The information in this topic applies only to System Center 2012 Configuration Manager SP1.

The Configuration Manager client for Linux and UNIX supports hardware inventory. After you collect hardware inventory you can run view inventory in the resource explorer or Configuration Manager reports, and use this information to create queries and collections that enable the following operations:

Hardware inventory for Linux and UNIX servers uses a standards based Common Information Model (CIM) server. The CIM server runs as a software service (or daemon) and provides a management infrastructure that is based on Distributed Management Task Force (DMTF) standards. The CIM server provides functionality that is similar to the Windows Management Infrastructure (WMI) CIM capabilities that are available on Windows-based computers. The CIM server installs as part of the client for Linux and UNIX. Microsoft developed the CIM server that is now available as open source through the Open Management Infrastructure (OMI) project. For more information about the Open Management Infrastructure project, see The Open Group website.

Hardware Inventory on Linux and UNIX servers operates by mapping existing Win32 WMI classes and properties to equivalent classes and properties for Linux and UNIX servers. This one-to-one mapping of classes and properties enables the Linux and UNIX hardware inventory to integrate with Configuration Manager. Inventory data from Linux and UNIX servers displays along with inventory from Windows-based computers in the Configuration Manager console and reports. This provides a consistent heterogeneous management experience.

You can use the Caption value for the Operating System class to identify different Linux and UNIX operating systems in queries and collections.

Configuring Hardware Inventory for Linux and UNIX Servers

You can use the default client settings or create custom client device settings to configure hardware inventory. When you use custom client device settings you can configure the classes and properties you want to collect from only your Linux and UNIX servers. You can also specify custom schedules for when to collect full and delta inventories from your Linux and UNIX servers.

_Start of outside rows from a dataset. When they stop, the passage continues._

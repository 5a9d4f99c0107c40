//! HTTP-level behaviour of the bridge routes, driven through the router with
//! `oneshot`.

use std::sync::atomic::{AtomicUsize, Ordering};
use std::sync::Arc;
use std::time::Duration;

use async_trait::async_trait;
use axum::body::Body;
use axum::http::{header, Method, Request, StatusCode};
use futures::StreamExt;
use serde_json::{json, Value};
use tower::ServiceExt;

use chatbridge::bridge::handlers::BridgeHandlers;
use chatbridge::bridge::session::{Frame, Subscription};
use chatbridge::config::BridgeConfig;
use chatbridge::error::HandlerError;
use chatbridge::{BridgeServer, SessionInfo};

/// Counts calls; `open_url` fails and `reload_path` panics.
#[derive(Default)]
struct Recording {
    calls: AtomicUsize,
}

#[async_trait]
impl BridgeHandlers for Recording {
    async fn open_file(&self, _path: &str) -> Result<(), HandlerError> {
        self.calls.fetch_add(1, Ordering::SeqCst);
        Ok(())
    }

    async fn open_url(&self, url: &str) -> Result<(), HandlerError> {
        self.calls.fetch_add(1, Ordering::SeqCst);
        Err(HandlerError::Failed(format!("cannot open {url}")))
    }

    async fn reload_path(&self, _path: &str) -> Result<(), HandlerError> {
        self.calls.fetch_add(1, Ordering::SeqCst);
        panic!("reload exploded")
    }

    async fn clipboard_write(&self, _text: &str) -> Result<(), HandlerError> {
        self.calls.fetch_add(1, Ordering::SeqCst);
        Ok(())
    }
}

async fn server() -> BridgeServer {
    let server = BridgeServer::new(BridgeConfig::default());
    server.start().await.unwrap();
    server
}

async fn session(server: &BridgeServer, handlers: Arc<Recording>) -> SessionInfo {
    server.create_session(handlers).await.unwrap()
}

async fn send(server: &BridgeServer, uri: &str, body: &str) -> StatusCode {
    let req = Request::builder()
        .method(Method::POST)
        .uri(uri)
        .header(header::CONTENT_TYPE, "application/json")
        .body(Body::from(body.to_string()))
        .unwrap();
    server.router().oneshot(req).await.unwrap().status()
}

/// A subscriber with its `connected` frame already consumed.
async fn subscriber(server: &BridgeServer, info: &SessionInfo) -> Subscription {
    let mut sub = server.subscribe(&info.id, Some(&info.token)).await.unwrap();
    assert!(matches!(sub.recv().await, Some(Frame::Connected { .. })));
    sub
}

async fn next_message(sub: &mut Subscription) -> Value {
    match tokio::time::timeout(Duration::from_secs(5), sub.recv()).await {
        Ok(Some(Frame::Message(value))) => value,
        other => panic!("expected a message frame, got {other:?}"),
    }
}

fn send_uri(info: &SessionInfo, token: &str) -> String {
    format!("/bridge/{}/send?token={token}", info.id)
}

#[tokio::test]
async fn send_broadcasts_reply_to_every_subscriber_of_that_session_only() {
    let server = server().await;
    let handlers = Arc::new(Recording::default());
    let a = session(&server, Arc::clone(&handlers)).await;
    let b = session(&server, Arc::new(Recording::default())).await;
    let mut a1 = subscriber(&server, &a).await;
    let mut a2 = subscriber(&server, &a).await;
    let mut b1 = subscriber(&server, &b).await;

    let status = send(
        &server,
        &send_uri(&a, &a.token),
        r#"{"id":"req-1","type":"openFile","payload":{"path":"/tmp/x.rs"}}"#,
    )
    .await;
    assert_eq!(status, StatusCode::NO_CONTENT);
    assert_eq!(handlers.calls.load(Ordering::SeqCst), 1);

    for sub in [&mut a1, &mut a2] {
        let reply = next_message(sub).await;
        assert_eq!(reply["replyTo"], "req-1");
        assert_eq!(reply["ok"], true);
        assert!(reply["timestamp"].as_u64().unwrap() > 0);
    }
    assert!(b1.try_recv().is_none());
}

#[tokio::test]
async fn wrong_or_missing_token_is_401_without_side_effects() {
    let server = server().await;
    let handlers = Arc::new(Recording::default());
    let info = session(&server, Arc::clone(&handlers)).await;
    let mut sub = subscriber(&server, &info).await;
    let body = r#"{"id":"x","type":"openFile","payload":{"path":"/a"}}"#;

    for uri in [
        send_uri(&info, "wrong"),
        send_uri(&info, ""),
        format!("/bridge/{}/send", info.id),
        format!("/bridge/no-such-session/send?token={}", info.token),
    ] {
        assert_eq!(send(&server, &uri, body).await, StatusCode::UNAUTHORIZED, "{uri}");
    }
    assert_eq!(handlers.calls.load(Ordering::SeqCst), 0);
    assert!(sub.try_recv().is_none());
}

#[tokio::test]
async fn events_with_wrong_token_is_401() {
    let server = server().await;
    let info = session(&server, Arc::new(Recording::default())).await;
    let req = Request::builder()
        .uri(format!("/bridge/{}/events?token=nope", info.id))
        .body(Body::empty())
        .unwrap();
    let resp = server.router().oneshot(req).await.unwrap();
    assert_eq!(resp.status(), StatusCode::UNAUTHORIZED);
    assert_eq!(server.subscriber_count(&info.id).await, 0);
}

#[tokio::test]
async fn events_stream_starts_with_connected() {
    let server = server().await;
    let info = session(&server, Arc::new(Recording::default())).await;
    let req = Request::builder()
        .uri(format!("/bridge/{}/events?token={}", info.id, info.token))
        .body(Body::empty())
        .unwrap();
    let resp = server.router().oneshot(req).await.unwrap();
    assert_eq!(resp.status(), StatusCode::OK);
    assert!(resp.headers()[header::CONTENT_TYPE]
        .to_str()
        .unwrap()
        .starts_with("text/event-stream"));
    assert_eq!(resp.headers()[header::CACHE_CONTROL], "no-cache");
    assert_eq!(server.subscriber_count(&info.id).await, 1);

    let mut body = resp.into_body().into_data_stream();
    let first = tokio::time::timeout(Duration::from_secs(5), body.next())
        .await
        .unwrap()
        .unwrap()
        .unwrap();
    let text = String::from_utf8_lossy(&first);
    assert!(text.contains("event: connected"), "{text}");
    assert!(text.contains(&info.id), "{text}");

    server.notify(&info.id, json!({"type": "chat.delta", "text": "hi"})).await;
    let next = tokio::time::timeout(Duration::from_secs(5), body.next())
        .await
        .unwrap()
        .unwrap()
        .unwrap();
    let text = String::from_utf8_lossy(&next);
    assert!(text.contains("event: message"), "{text}");
    assert!(text.contains("chat.delta"), "{text}");

    // Dropping the response body unregisters the subscriber.
    drop(body);
    let deadline = tokio::time::Instant::now() + Duration::from_secs(5);
    while server.subscriber_count(&info.id).await != 0 {
        assert!(tokio::time::Instant::now() < deadline, "subscriber not removed");
        tokio::time::sleep(Duration::from_millis(20)).await;
    }
}

#[tokio::test]
async fn malformed_body_is_400_without_dispatch() {
    let server = server().await;
    let handlers = Arc::new(Recording::default());
    let info = session(&server, Arc::clone(&handlers)).await;
    let mut sub = subscriber(&server, &info).await;
    let uri = send_uri(&info, &info.token);

    for body in [
        "not json",
        r#"{"id":"1","payload":{}}"#,
        r#"{"id":"1","type":"launchMissiles","payload":{}}"#,
        r#"{"id":"1","type":"openFile","payload":{"file":"/a"}}"#,
    ] {
        assert_eq!(send(&server, &uri, body).await, StatusCode::BAD_REQUEST, "{body}");
    }
    assert_eq!(handlers.calls.load(Ordering::SeqCst), 0);
    assert!(sub.try_recv().is_none());
}

#[tokio::test]
async fn handler_failure_and_panic_broadcast_error_envelopes() {
    let server = server().await;
    let info = session(&server, Arc::new(Recording::default())).await;
    let mut sub = subscriber(&server, &info).await;
    let uri = send_uri(&info, &info.token);

    let status = send(
        &server,
        &uri,
        r#"{"id":"u","type":"openUrl","payload":{"url":"https://example.com"}}"#,
    )
    .await;
    assert_eq!(status, StatusCode::NO_CONTENT);
    let reply = next_message(&mut sub).await;
    assert_eq!(reply["replyTo"], "u");
    assert_eq!(reply["ok"], false);
    assert_eq!(reply["error"], "cannot open https://example.com");

    let status = send(
        &server,
        &uri,
        r#"{"id":"r","type":"reloadPath","payload":{"path":"/a"}}"#,
    )
    .await;
    assert_eq!(status, StatusCode::NO_CONTENT);
    let reply = next_message(&mut sub).await;
    assert_eq!(reply["replyTo"], "r");
    assert_eq!(reply["ok"], false);

    let status = send(&server, &uri, r#"{"id":"s","type":"uiGetState","payload":{}}"#).await;
    assert_eq!(status, StatusCode::NO_CONTENT);
    let reply = next_message(&mut sub).await;
    assert_eq!(reply["ok"], false);
    assert!(reply["error"].as_str().unwrap().contains("uiGetState"));
}

#[tokio::test]
async fn unknown_route_is_404() {
    let server = server().await;
    let info = session(&server, Arc::new(Recording::default())).await;
    for uri in [
        format!("/bridge/{}/nope?token={}", info.id, info.token),
        "/".to_string(),
    ] {
        let req = Request::builder().uri(&uri).body(Body::empty()).unwrap();
        let resp = server.router().oneshot(req).await.unwrap();
        assert_eq!(resp.status(), StatusCode::NOT_FOUND, "{uri}");
    }
}

#[tokio::test]
async fn removed_session_rejects_requests() {
    let server = server().await;
    let info = session(&server, Arc::new(Recording::default())).await;
    assert!(server.remove_session(&info.id).await);
    assert!(!server.remove_session(&info.id).await);
    let status = send(
        &server,
        &send_uri(&info, &info.token),
        r#"{"type":"openFile","payload":{"path":"/a"}}"#,
    )
    .await;
    assert_eq!(status, StatusCode::UNAUTHORIZED);
}

#[tokio::test]
async fn oversized_body_with_wrong_token_is_still_401() {
    let server = server().await;
    let handlers = Arc::new(Recording::default());
    let info = session(&server, Arc::clone(&handlers)).await;
    let big = format!(
        r#"{{"id":"x","type":"openFile","payload":{{"path":"{}"}}}}"#,
        "a".repeat(2 * 1024 * 1024)
    );

    let status = send(&server, &send_uri(&info, "wrong"), &big).await;
    assert_eq!(status, StatusCode::UNAUTHORIZED);

    let status = send(&server, &send_uri(&info, &info.token), &big).await;
    assert_eq!(status, StatusCode::PAYLOAD_TOO_LARGE);
    assert_eq!(handlers.calls.load(Ordering::SeqCst), 0);
}

#[tokio::test]
async fn repeated_token_params_use_the_first() {
    let server = server().await;
    let handlers = Arc::new(Recording::default());
    let info = session(&server, Arc::clone(&handlers)).await;
    let body = r#"{"id":"x","type":"openFile","payload":{"path":"/a"}}"#;

    let uri = format!("/bridge/{}/send?token=wrong&token=bad", info.id);
    assert_eq!(send(&server, &uri, body).await, StatusCode::UNAUTHORIZED);
    let req = Request::builder()
        .uri(format!("/bridge/{}/events?token=wrong&token=bad", info.id))
        .body(Body::empty())
        .unwrap();
    let resp = server.router().oneshot(req).await.unwrap();
    assert_eq!(resp.status(), StatusCode::UNAUTHORIZED);
    assert_eq!(handlers.calls.load(Ordering::SeqCst), 0);

    let uri = format!("/bridge/{}/send?token={}&token=bad", info.id, info.token);
    assert_eq!(send(&server, &uri, body).await, StatusCode::NO_CONTENT);
    assert_eq!(handlers.calls.load(Ordering::SeqCst), 1);
}
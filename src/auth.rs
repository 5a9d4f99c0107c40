//! Per-session shared-secret tokens.
//!
//! Every bridge route carries the session token as a `?token=` query
//! parameter (the embedding UI opens SSE with `EventSource`, which cannot set
//! headers). Tokens are random, minted once per session, and compared in
//! constant time.

use uuid::Uuid;

/// Mint a fresh session token.
pub fn generate_token() -> String {
    format!("{}{}", Uuid::new_v4().simple(), Uuid::new_v4().simple())
}

/// Check a request's token against the session's stored token.
///
/// An absent token never matches.
pub fn token_matches(expected: &str, provided: Option<&str>) -> bool {
    provided.is_some_and(|p| constant_time_eq(expected.as_bytes(), p.as_bytes()))
}

/// Constant-time byte comparison to prevent timing side-channel attacks.
///
/// Always iterates over the full length of `expected` regardless of `provided`
/// length, so an attacker cannot determine the key length from response times.
pub fn constant_time_eq(expected: &[u8], provided: &[u8]) -> bool {
    let mut diff = u8::from(expected.len() != provided.len());
    for (i, e) in expected.iter().enumerate() {
        let p = provided.get(i).copied().unwrap_or(0xff);
        diff |= e ^ p;
    }
    diff == 0
}

#[cfg(test)]
mod tests {
    use super::*;

    #[test]
    fn test_constant_time_eq() {
        assert!(constant_time_eq(b"secret", b"secret"));
        assert!(!constant_time_eq(b"secret", b"secreT"));
        assert!(!constant_time_eq(b"secret", b"secret-longer"));
        assert!(!constant_time_eq(b"secret", b"sec"));
        assert!(!constant_time_eq(b"secret", b""));
    }

    #[test]
    fn test_token_matches_requires_presence() {
        let token = generate_token();
        assert!(token_matches(&token, Some(&token)));
        assert!(!token_matches(&token, None));
        assert!(!token_matches(&token, Some("")));
    }

    #[test]
    fn test_tokens_are_distinct() {
        let a = generate_token();
        let b = generate_token();
        assert_ne!(a, b);
        assert_eq!(a.len(), 64);
    }
}
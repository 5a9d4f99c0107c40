//! Configuration loading and defaults.
//!
//! Configuration is resolved in order of precedence (highest wins):
//!
//! 1. **Environment variables**: `CHATBRIDGE_BACKEND_BIN`,
//!    `CHATBRIDGE_BACKEND_ARGS`, `CHATBRIDGE_BACKEND_PORT`
//! 2. **Config file**: path via `--config <path>`, or `chatbridge.toml` in CWD
//! 3. **Compiled defaults**: see each field's default value below
//!
//! The TOML file mirrors the struct hierarchy:
//!
//! ```toml
//! [bridge]
//! keepalive_secs = 15
//! max_body_bytes = 1048576
//!
//! [backend]
//! binary_name = "opencode"
//! bundled_dir = "~/.local/share/chatbridge/bin"
//! extra_args = "--log-level 'DEBUG'"
//! default_port = 4096
//! alternate_ports = [4097, 4098]
//! health_path = "/global/health"
//! probe_timeout_ms = 1000
//! announce_timeout_secs = 180
//! terminate_grace_secs = 5
//!
//! [logging]
//! level = "info"
//! ```

use std::path::{Path, PathBuf};
use std::time::Duration;

use serde::Deserialize;
use thiserror::Error;

use crate::util::expand_tilde;

/// Environment variable that forces a specific backend binary, bypassing discovery.
pub const BINARY_OVERRIDE_ENV: &str = "CHATBRIDGE_BACKEND_BIN";
/// Environment variable carrying extra backend arguments (shell-like quoting).
pub const EXTRA_ARGS_ENV: &str = "CHATBRIDGE_BACKEND_ARGS";
/// Environment variable overriding the default backend port.
pub const DEFAULT_PORT_ENV: &str = "CHATBRIDGE_BACKEND_PORT";

/// Errors produced while loading configuration.
#[derive(Debug, Error)]
pub enum ConfigError {
    #[error("failed to read config file {path}: {source}")]
    Read {
        path: String,
        source: std::io::Error,
    },
    #[error("failed to parse config file {path}: {source}")]
    Parse {
        path: String,
        source: toml::de::Error,
    },
    #[error("invalid {var} value {value:?}")]
    InvalidEnv { var: &'static str, value: String },
}

/// Top-level configuration, deserialized from TOML.
#[derive(Debug, Clone, Default, Deserialize)]
pub struct Config {
    #[serde(default)]
    pub bridge: BridgeConfig,
    #[serde(default)]
    pub backend: BackendConfig,
    #[serde(default)]
    pub logging: LoggingConfig,
}

/// Bridge listener settings.
#[derive(Debug, Clone, Deserialize)]
pub struct BridgeConfig {
    /// Seconds between keepalive comment frames on every SSE subscriber (default 15).
    #[serde(default = "default_keepalive_secs")]
    pub keepalive_secs: u64,
    /// Largest accepted `POST .../send` body in bytes (default 1 MiB).
    #[serde(default = "default_max_body_bytes")]
    pub max_body_bytes: usize,
}

/// Backend discovery, launch and HTTP contract settings.
#[derive(Debug, Clone, Deserialize)]
pub struct BackendConfig {
    /// Executable name looked up on `PATH` (default `opencode`).
    #[serde(default = "default_binary_name")]
    pub binary_name: String,
    /// Directory holding extracted platform binaries (`<name>-<os>-<arch>`).
    #[serde(default)]
    pub bundled_dir: Option<String>,
    /// Explicit binary path. Set from `CHATBRIDGE_BACKEND_BIN`; wins over everything.
    #[serde(default)]
    pub binary_override: Option<String>,
    /// User-supplied extra arguments appended to the serve flags.
    #[serde(default)]
    pub extra_args: Option<String>,
    /// Port a shared backend is started on and probed first (default 4096).
    #[serde(default = "default_port")]
    pub default_port: u16,
    /// Well-known alternates probed after the default port.
    #[serde(default = "default_alternate_ports")]
    pub alternate_ports: Vec<u16>,
    /// Cheap endpoint used to decide whether a port hosts a live backend.
    #[serde(default = "default_health_path")]
    pub health_path: String,
    /// Per-port probe deadline in milliseconds (default 1000).
    #[serde(default = "default_probe_timeout_ms")]
    pub probe_timeout_ms: u64,
    /// How long to wait for the "listening on" announcement (default 180 s).
    #[serde(default = "default_announce_timeout_secs")]
    pub announce_timeout_secs: u64,
    /// Grace period between SIGTERM and SIGKILL on terminate (default 5 s).
    #[serde(default = "default_terminate_grace_secs")]
    pub terminate_grace_secs: u64,
    /// Path appended to the base URL to form `ui_base` (default `/`).
    #[serde(default = "default_ui_path")]
    pub ui_path: String,
    /// Backend SSE endpoint consumed by the event relay (default `/event`).
    #[serde(default = "default_event_path")]
    pub event_path: String,
    /// Backend endpoint creating a chat session (default `/session`).
    #[serde(default = "default_session_path")]
    pub session_path: String,
    /// Backend prompt endpoint; `{id}` is replaced by the session id.
    #[serde(default = "default_prompt_path")]
    pub prompt_path: String,
}

/// Logging configuration.
#[derive(Debug, Clone, Deserialize)]
pub struct LoggingConfig {
    /// tracing filter level (default `info`). Overridden by `RUST_LOG` env var.
    #[serde(default = "default_log_level")]
    pub level: String,
}

fn default_keepalive_secs() -> u64 {
    15
}
fn default_max_body_bytes() -> usize {
    1024 * 1024
}
fn default_binary_name() -> String {
    "opencode".to_string()
}
fn default_port() -> u16 {
    4096
}
fn default_alternate_ports() -> Vec<u16> {
    vec![4097, 4098]
}
fn default_health_path() -> String {
    "/global/health".to_string()
}
fn default_probe_timeout_ms() -> u64 {
    1000
}
fn default_announce_timeout_secs() -> u64 {
    180
}
fn default_terminate_grace_secs() -> u64 {
    5
}
fn default_ui_path() -> String {
    "/".to_string()
}
fn default_event_path() -> String {
    "/event".to_string()
}
fn default_session_path() -> String {
    "/session".to_string()
}
fn default_prompt_path() -> String {
    "/session/{id}/prompt_async".to_string()
}
fn default_log_level() -> String {
    "info".to_string()
}

impl Default for BridgeConfig {
    fn default() -> Self {
        Self {
            keepalive_secs: default_keepalive_secs(),
            max_body_bytes: default_max_body_bytes(),
        }
    }
}

impl Default for BackendConfig {
    fn default() -> Self {
        Self {
            binary_name: default_binary_name(),
            bundled_dir: None,
            binary_override: None,
            extra_args: None,
            default_port: default_port(),
            alternate_ports: default_alternate_ports(),
            health_path: default_health_path(),
            probe_timeout_ms: default_probe_timeout_ms(),
            announce_timeout_secs: default_announce_timeout_secs(),
            terminate_grace_secs: default_terminate_grace_secs(),
            ui_path: default_ui_path(),
            event_path: default_event_path(),
            session_path: default_session_path(),
            prompt_path: default_prompt_path(),
        }
    }
}

impl Default for LoggingConfig {
    fn default() -> Self {
        Self {
            level: default_log_level(),
        }
    }
}

impl BridgeConfig {
    pub fn keepalive_interval(&self) -> Duration {
        Duration::from_secs(self.keepalive_secs.max(1))
    }
}

impl BackendConfig {
    pub fn probe_timeout(&self) -> Duration {
        Duration::from_millis(self.probe_timeout_ms)
    }

    pub fn announce_timeout(&self) -> Duration {
        Duration::from_secs(self.announce_timeout_secs)
    }

    pub fn terminate_grace(&self) -> Duration {
        Duration::from_secs(self.terminate_grace_secs)
    }

    /// Bundled binary directory with a leading `~` expanded.
    pub fn bundled_dir(&self) -> Option<PathBuf> {
        self.bundled_dir
            .as_deref()
            .map(|d| PathBuf::from(expand_tilde(d).into_owned()))
    }

    /// Extra args, treating a blank string as absent.
    pub fn extra_args(&self) -> Option<&str> {
        self.extra_args.as_deref().filter(|a| !a.trim().is_empty())
    }
}

impl Config {
    /// Load configuration with the precedence chain: env vars > file > defaults.
    ///
    /// If `path` is `Some`, that file must exist and parse. Otherwise looks for
    /// `chatbridge.toml` in the current directory, falling back to compiled
    /// defaults.
    pub fn load(path: Option<&str>) -> Result<Self, ConfigError> {
        let mut config = match path {
            Some(p) => Self::from_file(p)?,
            None if Path::new("chatbridge.toml").exists() => Self::from_file("chatbridge.toml")?,
            None => Config::default(),
        };
        config.apply_env(|var| std::env::var(var).ok())?;
        Ok(config)
    }

    fn from_file(path: &str) -> Result<Self, ConfigError> {
        let content = std::fs::read_to_string(path).map_err(|source| ConfigError::Read {
            path: path.to_string(),
            source,
        })?;
        toml::from_str(&content).map_err(|source| ConfigError::Parse {
            path: path.to_string(),
            source,
        })
    }

    /// Apply env var overrides using `lookup` (injected so tests avoid the process env).
    pub fn apply_env(
        &mut self,
        lookup: impl Fn(&str) -> Option<String>,
    ) -> Result<(), ConfigError> {
        if let Some(bin) = lookup(BINARY_OVERRIDE_ENV).filter(|b| !b.is_empty()) {
            self.backend.binary_override = Some(bin);
        }
        if let Some(args) = lookup(EXTRA_ARGS_ENV) {
            self.backend.extra_args = Some(args);
        }
        if let Some(port) = lookup(DEFAULT_PORT_ENV) {
            self.backend.default_port = port.trim().parse().map_err(|_| ConfigError::InvalidEnv {
                var: DEFAULT_PORT_ENV,
                value: port,
            })?;
        }
        Ok(())
    }
}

The client for Linux and UNIX supports the following hardware inventory classes that are available on Linux and UNIX servers:

  • Win32_BIOS

  • Win32_ComputerSystem

  • Win32_DiskDrive

  • Win32_DiskPartition

  • Win32_NetworkAdapter

  • Win32_NetworkAdapterConfiguration

  • Win32_OperatingSystem

  • Win32_Process

  • Win32_Service

  • Win32Reg_AddRemovePrograms

  • SMS_LogicalDisk

  • SMS_Processor

Not all properties for these inventory classes are enabled for Linux and UNIX computers in Configuration Manager.

Operations for Hardware Inventory

After you collect hardware inventory from your Linux and UNIX servers, you can view and use this information the same way you view inventory you collect from other computers:

  • Use Resource Explorer to view detailed information about the hardware inventory from Linux and UNIX servers

  • Create queries based on specific hardware configurations

  • Create query-based collections that are based on specific hardware configurations

  • Run reports that display specific details about hardware configurations

Hardware inventory on a Linux or UNIX server runs according to the schedule you configure in client settings. By default, this is every seven days. The client for Linux and UNIX supports both full inventory cycles and delta inventory cycles.

You can also force the client on a Linux or UNIX server to immediately run hardware inventory. To run hardware inventory, on a client use root credentials to run the following command to start a hardware inventory cycle: /opt/microsoft/configmgr/bin/ccmexec -rs hinv

For information about machine policy, see the section Computer Policy for Linux and UNIX Servers in the How to Manage Linux and UNIX Clients in Configuration Manager topic.

Actions for hardware inventory are entered into the client log file, scxcm.log.